Flow chart demonstrating reasons for patient exclusion from study
Clinical data
Clinical data and information on study outcomes up until 31 December 2014 was retrieved via patient note review at the Northern Ireland Cancer Centre, as previously described [17]. Patient information included age at diagnosis, date of diagnosis, date of surgery, and patient sex. Tobacco smoking status was classified as never, current, and former smokers, as recorded within medical notes. Alcohol consumption was classified as never and ever drinkers, as recorded in patient notes. Those patients with an unknown smoking and alcohol status were also analyzed separately to evaluate if they had differential associations between exposures and survival outcomes.
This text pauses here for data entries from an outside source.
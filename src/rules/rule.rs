//! Interest rule definition

use chrono::NaiveDate;
use rust_decimal::Decimal;
use serde::Serialize;

use crate::error::{LedgerError, Result};

/// Annual rate that applies from `effective_date` until a later rule supersedes it
#[derive(Debug, Clone, PartialEq, Eq, Serialize)]
pub struct InterestRule {
    pub effective_date: NaiveDate,

    pub id: String,

    /// Annual percentage, strictly between 0 and 100
    pub rate_percent: Decimal,
}

impl InterestRule {
    /// Build a rule, rejecting rates outside (0, 100)
    pub fn new(effective_date: NaiveDate, id: impl Into<String>, rate_percent: Decimal) -> Result<Self> {
        if rate_percent <= Decimal::ZERO || rate_percent >= Decimal::ONE_HUNDRED {
            return Err(LedgerError::InvalidRate { input: rate_percent.to_string() });
        }

        Ok(Self {
            effective_date,
            id: id.into(),
            rate_percent,
        })
    }

    /// Rate as a fraction (1.95% -> 0.0195)
    pub fn rate_fraction(&self) -> Decimal {
        self.rate_percent / Decimal::ONE_HUNDRED
    }
}

#[cfg(test)]
mod tests {
    use super::*;
    use rust_decimal_macros::dec;

    #[test]
    fn test_rate_bounds() {
        let date = NaiveDate::from_ymd_opt(2023, 1, 1).unwrap();
        assert!(InterestRule::new(date, "R1", dec!(1.95)).is_ok());
        assert!(InterestRule::new(date, "R1", dec!(99.99)).is_ok());

        for rate in [dec!(0), dec!(-1), dec!(100), dec!(150)] {
            assert!(matches!(
                InterestRule::new(date, "R1", rate),
                Err(LedgerError::InvalidRate { .. })
            ));
        }
    }

    #[test]
    fn test_rate_fraction() {
        let date = NaiveDate::from_ymd_opt(2023, 1, 1).unwrap();
        let rule = InterestRule::new(date, "R1", dec!(1.95)).unwrap();
        assert_eq!(rule.rate_fraction(), dec!(0.0195));
    }
}
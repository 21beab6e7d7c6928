//! Seed a bank from CSV files
//!
//! Rows go through the same validation as interactive input, in file order.
//! The first bad row aborts the load.

use std::io::Read;
use std::path::Path;

use csv::Reader;
use log::info;

use super::Bank;
use crate::dates::parse_date;
use crate::error::{LedgerError, Result};
use crate::input::{parse_amount, parse_rate, TransactionRequest};
use crate::ledger::TransactionKind;
use crate::rules::InterestRule;

/// Raw row of a transactions file: `Date,Account,Type,Amount`
#[derive(Debug, serde::Deserialize)]
struct TransactionRow {
    #[serde(rename = "Date")]
    date: String,
    #[serde(rename = "Account")]
    account: String,
    #[serde(rename = "Type")]
    kind: String,
    #[serde(rename = "Amount")]
    amount: String,
}

impl TransactionRow {
    fn to_request(&self) -> Result<TransactionRequest> {
        let account = self.account.trim();
        if account.is_empty() {
            return Err(LedgerError::EmptyField { field: "account number" });
        }
        Ok(TransactionRequest {
            date: parse_date(self.date.trim())?,
            account: account.to_string(),
            kind: TransactionKind::from_code(&self.kind)?,
            amount: parse_amount(&self.amount)?,
        })
    }
}

/// Raw row of a rules file: `Date,RuleId,Rate`
#[derive(Debug, serde::Deserialize)]
struct RuleRow {
    #[serde(rename = "Date")]
    date: String,
    #[serde(rename = "RuleId")]
    rule_id: String,
    #[serde(rename = "Rate")]
    rate: String,
}

impl RuleRow {
    fn to_rule(&self) -> Result<InterestRule> {
        let id = self.rule_id.trim();
        if id.is_empty() {
            return Err(LedgerError::EmptyField { field: "rule id" });
        }
        InterestRule::new(parse_date(self.date.trim())?, id, parse_rate(&self.rate)?)
    }
}

fn row_error(source: &str, row: usize, err: LedgerError) -> LedgerError {
    LedgerError::SeedRow {
        path: source.to_string(),
        row: row as u64 + 1,
        source: Box::new(err),
    }
}

/// Load transactions from a CSV file into the bank; returns the number recorded
pub fn load_transactions<P: AsRef<Path>>(bank: &mut Bank, path: P) -> Result<usize> {
    let path = path.as_ref();
    let file = std::fs::File::open(path)?;
    load_transactions_from_reader(bank, file, &path.display().to_string())
}

/// Load transactions from any reader; `source` names it in errors
pub fn load_transactions_from_reader<R: Read>(bank: &mut Bank, reader: R, source: &str) -> Result<usize> {
    let mut csv_reader = Reader::from_reader(reader);
    let mut count = 0;

    for (row, result) in csv_reader.deserialize::<TransactionRow>().enumerate() {
        let request = result
            .map_err(LedgerError::from)
            .and_then(|r| r.to_request())
            .map_err(|e| row_error(source, row, e))?;
        bank.record_transaction(request).map_err(|e| row_error(source, row, e))?;
        count += 1;
    }

    info!("Loaded {count} transactions from {source}");
    Ok(count)
}

/// Load interest rules from a CSV file into the bank; returns the number of rows applied
pub fn load_rules<P: AsRef<Path>>(bank: &mut Bank, path: P) -> Result<usize> {
    let path = path.as_ref();
    let file = std::fs::File::open(path)?;
    load_rules_from_reader(bank, file, &path.display().to_string())
}

/// Load interest rules from any reader; `source` names it in errors
pub fn load_rules_from_reader<R: Read>(bank: &mut Bank, reader: R, source: &str) -> Result<usize> {
    let mut csv_reader = Reader::from_reader(reader);
    let mut count = 0;

    for (row, result) in csv_reader.deserialize::<RuleRow>().enumerate() {
        let rule = result
            .map_err(LedgerError::from)
            .and_then(|r| r.to_rule())
            .map_err(|e| row_error(source, row, e))?;
        bank.define_rule(rule);
        count += 1;
    }

    info!("Loaded {count} interest rules from {source}");
    Ok(count)
}
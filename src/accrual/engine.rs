//! Day-by-day simple interest accrual over a date window

use std::num::NonZeroU32;

use chrono::NaiveDate;
use log::{debug, trace};
use rust_decimal::Decimal;

use crate::dates::each_day;
use crate::error::{LedgerError, Result};
use crate::ledger::Ledger;
use crate::rules::RuleTable;
use super::result::{AccrualResult, DailyAccrual};

/// Days per year used to annualize the summed daily interest
pub const DEFAULT_DAY_COUNT_BASIS: NonZeroU32 = match NonZeroU32::new(365) {
    Some(basis) => basis,
    None => unreachable!(),
};

/// Configuration for an accrual run
#[derive(Debug, Clone)]
pub struct AccrualConfig {
    /// Divisor applied to the summed daily interest
    pub day_count_basis: NonZeroU32,

    /// Whether to keep one `DailyAccrual` row per day in the result
    pub keep_daily_detail: bool,
}

impl Default for AccrualConfig {
    fn default() -> Self {
        Self {
            day_count_basis: DEFAULT_DAY_COUNT_BASIS,
            keep_daily_detail: false,
        }
    }
}

/// Combines a ledger and a rule table into accrued interest
#[derive(Debug, Clone, Default)]
pub struct AccrualEngine {
    config: AccrualConfig,
}

impl AccrualEngine {
    pub fn new(config: AccrualConfig) -> Self {
        Self { config }
    }

    pub fn config(&self) -> &AccrualConfig {
        &self.config
    }

    /// Interest accrued over `[start, end]`, inclusive on both ends.
    ///
    /// Each day contributes `balance_as_of(day) * rate(day) / 100`; the sum is
    /// divided by the day-count basis. Both the balance and the rate may
    /// change on any day, so there is no segment shortcut. A day without a
    /// rule in effect fails the whole computation.
    pub fn accrue(
        &self,
        ledger: &Ledger,
        rules: &RuleTable,
        start: NaiveDate,
        end: NaiveDate,
    ) -> Result<AccrualResult> {
        let closing_balance = ledger.balance_as_of(end);
        if start > end {
            debug!("Empty accrual window {start}..={end}");
            return Ok(AccrualResult::empty(start, end, closing_balance));
        }

        // One iteration represents exactly one day
        let days_per_step = Decimal::ONE;
        let mut total = Decimal::ZERO;
        let mut days = Vec::new();

        for date in each_day(start, end) {
            let balance = ledger.balance_as_of(date);
            let rule = rules
                .rule_in_effect(date)
                .ok_or(LedgerError::NoApplicableRule { date })?;

            let daily_interest = balance * rule.rate_fraction() * days_per_step;
            total += daily_interest;

            trace!("{date}: balance={balance} rule={} rate={}% interest={daily_interest}", rule.id, rule.rate_percent);

            if self.config.keep_daily_detail {
                days.push(DailyAccrual {
                    date,
                    balance,
                    rule_id: rule.id.clone(),
                    rate_percent: rule.rate_percent,
                    daily_interest,
                });
            }
        }

        let accrued_interest = total / Decimal::from(self.config.day_count_basis.get());
        debug!(
            "Accrued {accrued_interest} over {start}..={end} (daily sum {total}, closing balance {closing_balance})"
        );

        Ok(AccrualResult {
            start,
            end,
            accrued_interest,
            closing_balance,
            post_interest_balance: closing_balance + accrued_interest,
            days,
        })
    }

    /// Accrued interest only
    pub fn compute_accrued_interest(
        &self,
        ledger: &Ledger,
        rules: &RuleTable,
        start: NaiveDate,
        end: NaiveDate,
    ) -> Result<Decimal> {
        Ok(self.accrue(ledger, rules, start, end)?.accrued_interest)
    }
}

/// Accrued interest over `[start, end]` with the default 365-day basis
pub fn compute_accrued_interest(
    ledger: &Ledger,
    rules: &RuleTable,
    start: NaiveDate,
    end: NaiveDate,
) -> Result<Decimal> {
    AccrualEngine::default().compute_accrued_interest(ledger, rules, start, end)
}
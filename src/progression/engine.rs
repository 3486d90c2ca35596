//! Load → mutate → commit wrappers around the record-level progression rules.
//!
//! Every function loads the character from the repository, applies one rule to a
//! working copy and issues exactly one `commit`. A `Committed` value is only
//! returned once that write has succeeded; on any error the stored record is
//! whatever it was before the call.
use chrono::{DateTime, TimeZone, Utc};
use log::{debug, warn};

use crate::metrics;
use crate::progression::errors::ProgressionError;
use crate::progression::storage::CharacterRepository;
use crate::progression::types::{
    CharacterRecord, FutureLoginPolicy, HpChange, LevelUpReport, StreakOutcome,
};

/// New character state together with what the operation did.
#[derive(Debug, Clone, PartialEq, Eq)]
pub struct Committed<T> {
    pub record: CharacterRecord,
    pub outcome: T,
}

fn apply<R, T, F>(repo: &R, id: &str, op: &str, mutate: F) -> Result<Committed<T>, ProgressionError>
where
    R: CharacterRepository + ?Sized,
    F: FnOnce(&mut CharacterRecord) -> Result<T, ProgressionError>,
{
    let mut record = repo.load(id)?;
    let outcome = mutate(&mut record)?;
    debug_assert!(record.is_consistent(), "{} left {} inconsistent", op, id);
    if let Err(e) = repo.commit(&record) {
        metrics::inc_failed_commits();
        warn!("{} for {} not applied: {}", op, id, e);
        return Err(e);
    }
    debug!("{} committed for {}", op, id);
    Ok(Committed { record, outcome })
}

/// Award XP for a completed habit.
pub fn award_experience<R: CharacterRepository + ?Sized>(
    repo: &R,
    id: &str,
    amount: u32,
) -> Result<Committed<LevelUpReport>, ProgressionError> {
    let committed = apply(repo, id, "gain_xp", |record| record.gain_xp(amount))?;
    metrics::record_xp_award(amount, committed.outcome.levels_gained);
    Ok(committed)
}

pub fn recover_hp<R: CharacterRepository + ?Sized>(
    repo: &R,
    id: &str,
    points: u32,
) -> Result<Committed<HpChange>, ProgressionError> {
    let committed = apply(repo, id, "recover_hp", |record| Ok(record.recover_hp(points)))?;
    metrics::record_hp_recovered(committed.outcome.after.saturating_sub(committed.outcome.before));
    Ok(committed)
}

pub fn lose_hp<R: CharacterRepository + ?Sized>(
    repo: &R,
    id: &str,
    points: u32,
) -> Result<Committed<HpChange>, ProgressionError> {
    let committed = apply(repo, id, "lose_hp", |record| Ok(record.lose_hp(points)))?;
    metrics::record_hp_lost(committed.outcome.before.saturating_sub(committed.outcome.after));
    Ok(committed)
}

/// Evaluate a daily login at `now`.
///
/// Under [`FutureLoginPolicy::Reject`] a stored last login dated after today
/// fails with [`ProgressionError::FutureLogin`] before anything is mutated.
/// Retrying after a failed commit is safe; retrying after a successful one
/// counts a second login.
pub fn check_daily_streak<R, Tz>(
    repo: &R,
    id: &str,
    now: &DateTime<Tz>,
    policy: FutureLoginPolicy,
) -> Result<Committed<StreakOutcome>, ProgressionError>
where
    R: CharacterRepository + ?Sized,
    Tz: TimeZone,
{
    let committed = apply(repo, id, "check_daily_streak", |record| {
        if policy == FutureLoginPolicy::Reject && record.last_login_is_future(now) {
            return Err(ProgressionError::FutureLogin {
                last_login: record.last_login,
                now: now.with_timezone(&Utc),
            });
        }
        Ok(record.check_daily_streak(now))
    })?;
    metrics::record_login(matches!(
        committed.outcome,
        StreakOutcome::Broken { .. }
    ));
    Ok(committed)
}
//! Compact text rendering of a character for CLI and log output.
use crate::progression::types::CharacterRecord;

/// Percentage of the way to the next level, 0..=99.
pub fn level_progress_percent(record: &CharacterRecord) -> u8 {
    if record.xp_to_next_level == 0 {
        return 0;
    }
    let pct = record.current_xp.saturating_mul(100) / record.xp_to_next_level;
    pct.min(99) as u8
}

/// Render a text bar of `width` cells filled proportionally to `value / max`.
fn bar(value: u64, max: u64, width: usize) -> String {
    let filled = if max == 0 {
        0
    } else {
        ((value.min(max) as u128 * width as u128) / max as u128) as usize
    };
    format!("[{}{}]", "#".repeat(filled), ".".repeat(width - filled))
}

pub fn format_character_sheet(record: &CharacterRecord) -> String {
    let s = &record.stats;
    format!(
        "{id} Lv{level}\n\
         XP {xp}/{next} {xp_bar} {pct}%\n\
         HP {hp}/{max_hp} {hp_bar}\n\
         STR {strength} VIT {vit} DEX {dex} INT {int} LCK {lck}\n\
         Habits {habits} | Streak {streak} (best {best}) | Logins {logins}\n\
         Last login {last}",
        id = record.id,
        level = record.level,
        xp = record.current_xp,
        next = record.xp_to_next_level,
        xp_bar = bar(record.current_xp, record.xp_to_next_level, 10),
        pct = level_progress_percent(record),
        hp = s.hp,
        max_hp = s.max_hp,
        hp_bar = bar(u64::from(s.hp), u64::from(s.max_hp), 10),
        strength = s.strength,
        vit = s.vitality,
        dex = s.dexterity,
        int = s.intelligence,
        lck = s.luck,
        habits = record.habits_completed,
        streak = record.streak,
        best = record.best_streak,
        logins = record.total_login_count,
        last = record.last_login.format("%Y-%m-%d %H:%M UTC"),
    )
}
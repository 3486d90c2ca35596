use chrono::{DateTime, Utc};
use thiserror::Error;

/// Errors that can arise while applying progression rules or persisting characters.
#[derive(Debug, Error)]
pub enum ProgressionError {
    /// Wrapper around sled's error type.
    #[error("sled error: {0}")]
    Sled(#[from] sled::Error),

    /// Wrapper around bincode serialization and deserialization errors.
    #[error("serialization error: {0}")]
    Bincode(#[from] bincode::Error),

    /// Wrapper around IO errors (directory creation, seed files, etc.).
    #[error("io error: {0}")]
    Io(#[from] std::io::Error),

    /// Seed file could not be parsed.
    #[error("seed parse error: {0}")]
    Json(#[from] serde_json::Error),

    /// Returned when fetching a character that is not present.
    #[error("record not found: {0}")]
    NotFound(String),

    /// Returned when creating a character whose id is already taken.
    #[error("record already exists: {0}")]
    AlreadyExists(String),

    /// Returned when deserializing a record with an unexpected schema version.
    #[error("schema mismatch for {entity}: expected {expected}, got {found}")]
    SchemaMismatch {
        entity: &'static str,
        expected: u8,
        found: u8,
    },

    /// The level-up cascade ran past its iteration ceiling. Only reachable if the
    /// XP curve stops being strictly positive.
    #[error("level-up cascade aborted after {levels} levels")]
    CascadeLimit { levels: u32 },

    /// Adding the award to the running XP total overflowed.
    #[error("experience total overflowed")]
    ExperienceOverflow,

    /// The stored last login lies on a later calendar day than the evaluation time.
    #[error("last login {last_login} is after evaluation time {now}")]
    FutureLogin {
        last_login: DateTime<Utc>,
        now: DateTime<Utc>,
    },
}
Pathology reports from resection specimens were reviewed for tumor characteristics including tumor location, presence of lymphovascular invasion, circumferential resection margin status, tumor differentiation, and TNM stage. Tumor location was divided into lower third of esophagus (greater than 5 cm proximal to the esophagogastric junction), Siewert 1 (within 1–5 cm above the oesophagogastric junction), Siewert 2 (within 1 cm above and 2 cm below the oesophagogastric junction), and Siewert 3 (2–5 cm below the oesophagogastric junction) [27]. Pathological staging was defined according to International Union Against Cancer (UICC) TNM staging, 7th edition [28]. Finally, the date and cause of death were recorded, where applicable. The survival time was calculated from the day of diagnosis to the date of death.
Construction of tissue microarrays
A FFPE tissue block was selected from each resection specimen and triplicate 1 mm cores of tumor were embedded in a paraffin block using the Beecher Manual Arrayer® to enable tumor samples to be stained and scored.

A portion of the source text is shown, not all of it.